▶ **Brief**: Each line from the start of the records through the line containing "liveness-poll wait, then" is to be transcribed exactly, and no other line is to be included.
------------------------------------
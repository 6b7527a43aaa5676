//! Managed tunnel process: spawn, liveness probing, escalating termination.
//!
//! The child runs `wireproxy -c <config>` with stdout and stderr redirected
//! to the session log and is made leader of its own process group, so one
//! group-directed signal reaches it and any descendants. Termination
//! escalates: SIGTERM to the group, a bounded liveness-poll wait, then
//! SIGKILL and a blocking reap.

use std::fs::File;
use std::path::{Path, PathBuf};
use std::process::Stdio;
use std::time::Duration;

use tokio::process::{Child, Command};
use tracing::{info, warn};

use super::watchdog::WatchdogHandle;
use crate::{DaemonError, Result};

/// Group-directed signal selector for [`signal_group`].
#[derive(Debug, Clone, Copy)]
pub(crate) enum GroupSignal {
    /// Request graceful shutdown (SIGTERM).
    Terminate,
    /// Force immediate death (SIGKILL).
    Kill,
}

/// Send a signal to the child's whole process group.
///
/// Invalid pids are ignored so a reused or cleared pid is never signalled.
#[cfg(unix)]
pub(crate) fn signal_group(pid: i32, signal: GroupSignal) {
    use nix::sys::signal::{killpg, Signal};
    use nix::unistd::Pid;

    if pid <= 0 {
        return;
    }
    let sig = match signal {
        GroupSignal::Terminate => Signal::SIGTERM,
        GroupSignal::Kill => Signal::SIGKILL,
    };
    if let Err(err) = killpg(Pid::from_raw(pid), sig) {
        tracing::debug!(pid, %err, "process group signal failed");
    }
}

#[cfg(not(unix))]
pub(crate) fn signal_group(_pid: i32, _signal: GroupSignal) {}

/// Manages a single spawned tunnel process instance.
#[derive(Debug)]
pub struct ChildProcess {
    binary_path: PathBuf,
    term_grace: Duration,
    term_poll: Duration,
    child: Option<Child>,
    pid: i32,
    terminated: bool,
    watchdog: Option<WatchdogHandle>,
}

impl ChildProcess {
    /// Construct a process manager for the executable at `binary_path`.
    ///
    /// `term_grace` bounds the SIGTERM wait; `term_poll` is the liveness
    /// poll interval during that wait.
    #[must_use]
    pub fn new(binary_path: PathBuf, term_grace: Duration, term_poll: Duration) -> Self {
        Self {
            binary_path,
            term_grace,
            term_poll,
            child: None,
            pid: -1,
            terminated: false,
            watchdog: None,
        }
    }

    /// Spawn the tunnel process for `config_path`.
    ///
    /// `log_handle` becomes the child's stdout; a duplicate becomes its
    /// stderr. The child is placed in a fresh process group whose id equals
    /// its pid.
    ///
    /// # Errors
    ///
    /// Returns `DaemonError::Spawn` if a child already exists, the log
    /// handle cannot be duplicated, or fork/exec fails. No state is
    /// retained on failure.
    pub fn spawn(&mut self, config_path: &Path, log_handle: File) -> Result<()> {
        if self.child.is_some() {
            return Err(DaemonError::Spawn(
                "a tunnel process is already managed".into(),
            ));
        }

        let stderr_handle = log_handle.try_clone().map_err(|err| {
            DaemonError::Spawn(format!("failed to duplicate log handle: {err}"))
        })?;

        let mut cmd = Command::new(&self.binary_path);
        cmd.arg("-c")
            .arg(config_path)
            .stdin(Stdio::null())
            .stdout(Stdio::from(log_handle))
            .stderr(Stdio::from(stderr_handle))
            .kill_on_drop(true);

        // New process group so the whole subtree can be signalled at once.
        #[cfg(unix)]
        cmd.process_group(0);

        let child = cmd
            .spawn()
            .map_err(|err| DaemonError::Spawn(format!("fork/exec failed: {err}")))?;

        let pid = child
            .id()
            .and_then(|id| i32::try_from(id).ok())
            .unwrap_or(-1);

        info!(pid, config = %config_path.display(), "tunnel process spawned");

        self.child = Some(child);
        self.pid = pid;
        self.terminated = false;
        Ok(())
    }

    /// Pid of the managed process, or `-1` when none is running.
    #[must_use]
    pub fn pid(&self) -> i32 {
        self.pid
    }

    /// Non-blocking liveness probe.
    ///
    /// Observing termination reaps the zombie; later calls keep returning
    /// `false`.
    pub fn is_alive(&mut self) -> bool {
        let Some(child) = self.child.as_mut() else {
            return false;
        };
        matches!(child.try_wait(), Ok(None))
    }

    /// Attach the armed log watchdog for this session.
    pub fn attach_watchdog(&mut self, handle: WatchdogHandle) {
        self.watchdog = Some(handle);
    }

    /// Whether the attached watchdog has flagged a sustained network drop.
    #[must_use]
    pub fn has_network_drop(&self) -> bool {
        self.watchdog
            .as_ref()
            .is_some_and(WatchdogHandle::network_drop)
    }

    /// Stop and join the attached watchdog, if any.
    pub async fn stop_watchdog(&mut self) {
        if let Some(mut handle) = self.watchdog.take() {
            handle.stop().await;
        }
    }

    /// Terminate the process group with escalation.
    ///
    /// SIGTERM first; if the child is still alive after the grace window,
    /// SIGKILL and a blocking reap. Also stops the watchdog and clears all
    /// process state. A second call after termination returns
    /// `"Not running"`.
    pub async fn terminate(&mut self) -> String {
        if self.child.is_none() || self.terminated {
            return "Not running".to_owned();
        }

        signal_group(self.pid, GroupSignal::Terminate);

        let polls = (self.term_grace.as_millis() / self.term_poll.as_millis().max(1)).max(1);
        let mut graceful = false;
        for _ in 0..polls {
            tokio::time::sleep(self.term_poll).await;
            if !self.is_alive() {
                graceful = true;
                break;
            }
        }

        let method = if graceful {
            "Graceful termination"
        } else {
            signal_group(self.pid, GroupSignal::Kill);
            if let Some(child) = self.child.as_mut() {
                if let Err(err) = child.kill().await {
                    warn!(pid = self.pid, %err, "force kill failed");
                }
            }
            "Force killed"
        };

        info!(pid = self.pid, method, "tunnel process terminated");

        self.stop_watchdog().await;
        self.cleanup();
        method.to_owned()
    }

    fn cleanup(&mut self) {
        self.child = None;
        self.pid = -1;
        self.terminated = true;
    }
}
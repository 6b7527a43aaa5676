//! Unit tests for managed-binary location and version probing.

use tempfile::TempDir;

use wpdaemon::binary::BinaryLocator;

#[test]
fn missing_binary_does_not_exist() {
    let dir = TempDir::new().expect("tempdir");
    let locator = BinaryLocator::new(dir.path().join("wireproxy").join("wireproxy"));
    assert!(!locator.exists());
}

#[tokio::test]
async fn version_of_missing_binary_degrades_gracefully() {
    let dir = TempDir::new().expect("tempdir");
    let locator = BinaryLocator::new(dir.path().join("wireproxy").join("wireproxy"));
    assert_eq!(locator.version().await, "Unknown (binary not found)");
}

#[cfg(unix)]
#[tokio::test]
async fn version_probe_captures_trimmed_stdout() {
    use std::os::unix::fs::PermissionsExt;

    let dir = TempDir::new().expect("tempdir");
    let path = dir.path().join("wireproxy");
    std::fs::write(&path, "#!/bin/sh\necho \"wireproxy v1.0.9-test\"\n").expect("write script");
    std::fs::set_permissions(&path, std::fs::Permissions::from_mode(0o755)).expect("chmod");

    let locator = BinaryLocator::new(path);
    assert_eq!(locator.version().await, "wireproxy v1.0.9-test");
}

#[cfg(unix)]
#[tokio::test]
async fn silent_binary_degrades_to_unknown() {
    use std::os::unix::fs::PermissionsExt;

    let dir = TempDir::new().expect("tempdir");
    let path = dir.path().join("wireproxy");
    std::fs::write(&path, "#!/bin/sh\nexit 0\n").expect("write script");
    std::fs::set_permissions(&path, std::fs::Permissions::from_mode(0o755)).expect("chmod");

    let locator = BinaryLocator::new(path);
    assert_eq!(locator.version().await, "Unknown (failed to run)");
}
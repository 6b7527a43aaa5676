//! Unit tests for the per-session log file.
//!
//! Validates header and footer blocks, handle duplication, idempotent
//! finalization, and path retention after close.

use std::fs;
use std::io::Write;

use tempfile::TempDir;

use wpdaemon::supervisor::session_log::SessionLog;

const RULE: &str =
    "================================================================================";

fn session_log(dir: &TempDir) -> SessionLog {
    SessionLog::new(
        dir.path().join("wp-server-logs"),
        dir.path().join("wireproxy_confs"),
    )
}

fn logs_ready(dir: &TempDir) -> SessionLog {
    fs::create_dir_all(dir.path().join("wp-server-logs")).expect("mkdir");
    session_log(dir)
}

#[test]
fn create_writes_header_block() {
    let dir = TempDir::new().expect("tempdir");
    let log = logs_ready(&dir);

    let path = log.create("sweden.conf", "wireproxy v1.0.9").expect("create");
    let contents = fs::read_to_string(&path).expect("read log");

    assert!(contents.starts_with(&format!("{RULE}\nWireProxy Server Log\n{RULE}\n")));
    assert!(contents.contains("Start Time: "));
    assert!(contents.contains("Unix Timestamp: "));
    assert!(contents.contains("Configuration: sweden.conf\n"));
    assert!(contents.contains("WireProxy Version: wireproxy v1.0.9\n"));
    assert!(contents.contains("Configuration File: "));
    assert!(contents.contains("sweden.conf\n"));
    assert!(contents.ends_with(&format!("\nProcess Output:\n{RULE}\n")));
}

#[test]
fn log_file_name_carries_timestamp_and_config_stem() {
    let dir = TempDir::new().expect("tempdir");
    let log = logs_ready(&dir);

    let path = log.create("sweden.conf", "v1").expect("create");
    let name = path.file_name().and_then(|n| n.to_str()).expect("name");

    let (stamp, rest) = name.split_once('_').expect("underscore separator");
    assert!(stamp.chars().all(|c| c.is_ascii_digit()));
    assert_eq!(rest, "sweden.log");
}

#[test]
fn finalize_appends_footer_and_closes() {
    let dir = TempDir::new().expect("tempdir");
    let log = logs_ready(&dir);

    let path = log.create("c.conf", "v1").expect("create");
    assert!(log.is_open());

    log.finalize("Graceful termination");
    assert!(!log.is_open());

    let contents = fs::read_to_string(&path).expect("read log");
    assert!(contents.contains(&format!("\n{RULE}\nWireProxy Server Teardown\n{RULE}\n")));
    assert!(contents.contains("Stop Time: "));
    assert!(contents.contains("Status: Initiating shutdown\n"));
    assert!(contents.contains("Shutdown Method: Graceful termination\n"));
    assert!(contents.contains("Final Status: Process terminated\n"));
    assert!(contents.ends_with(&format!("End of log\n{RULE}\n")));
}

#[test]
fn finalize_without_open_log_is_a_no_op() {
    let dir = TempDir::new().expect("tempdir");
    let log = logs_ready(&dir);

    log.finalize("nothing open");
    assert!(!log.is_open());
    assert_eq!(log.current_path(), std::path::PathBuf::new());
}

#[test]
fn finalize_is_idempotent() {
    let dir = TempDir::new().expect("tempdir");
    let log = logs_ready(&dir);

    let path = log.create("c.conf", "v1").expect("create");
    log.finalize("Graceful termination");
    log.finalize("second call must not append");

    let contents = fs::read_to_string(&path).expect("read log");
    assert_eq!(contents.matches("WireProxy Server Teardown").count(), 1);
    assert!(!contents.contains("second call must not append"));
}

#[test]
fn current_path_survives_finalize() {
    let dir = TempDir::new().expect("tempdir");
    let log = logs_ready(&dir);

    let path = log.create("c.conf", "v1").expect("create");
    log.finalize("done");
    assert_eq!(log.current_path(), path);
}

#[test]
fn handle_fails_without_open_log() {
    let dir = TempDir::new().expect("tempdir");
    let log = logs_ready(&dir);
    assert!(log.handle().is_err());
}

#[test]
fn handle_writes_land_between_header_and_footer() {
    let dir = TempDir::new().expect("tempdir");
    let log = logs_ready(&dir);

    let path = log.create("c.conf", "v1").expect("create");
    let mut handle = log.handle().expect("handle");
    writeln!(handle, "tunnel output line").expect("write through handle");
    drop(handle);
    log.finalize("done");

    let contents = fs::read_to_string(&path).expect("read log");
    let output_pos = contents.find("tunnel output line").expect("child output");
    let header_pos = contents.find("Process Output:").expect("header");
    let footer_pos = contents.find("WireProxy Server Teardown").expect("footer");
    assert!(header_pos < output_pos && output_pos < footer_pos);
}

#[test]
fn create_fails_when_directory_is_missing() {
    let dir = TempDir::new().expect("tempdir");
    let log = session_log(&dir); // wp-server-logs never created
    assert!(log.create("c.conf", "v1").is_err());
}

#[test]
fn create_replaces_previously_open_log() {
    let dir = TempDir::new().expect("tempdir");
    let log = logs_ready(&dir);

    let first = log.create("a.conf", "v1").expect("create a");
    let second = log.create("b.conf", "v1").expect("create b");
    assert_ne!(first, second);
    assert_eq!(log.current_path(), second);
}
------------------------------------
▶ **Exercise response**:
repository 6b7527a43aaa5676
//! Managed tunnel process: spawn, liveness probing, escalating termination.
//!
//! The child runs `wireproxy -c <config>` with stdout and stderr redirected
//! to the session log and is made leader of its own process group, so one
//! group-directed signal reaches it and any descendants. Termination
//! escalates: SIGTERM to the group, a bounded liveness-poll wait, then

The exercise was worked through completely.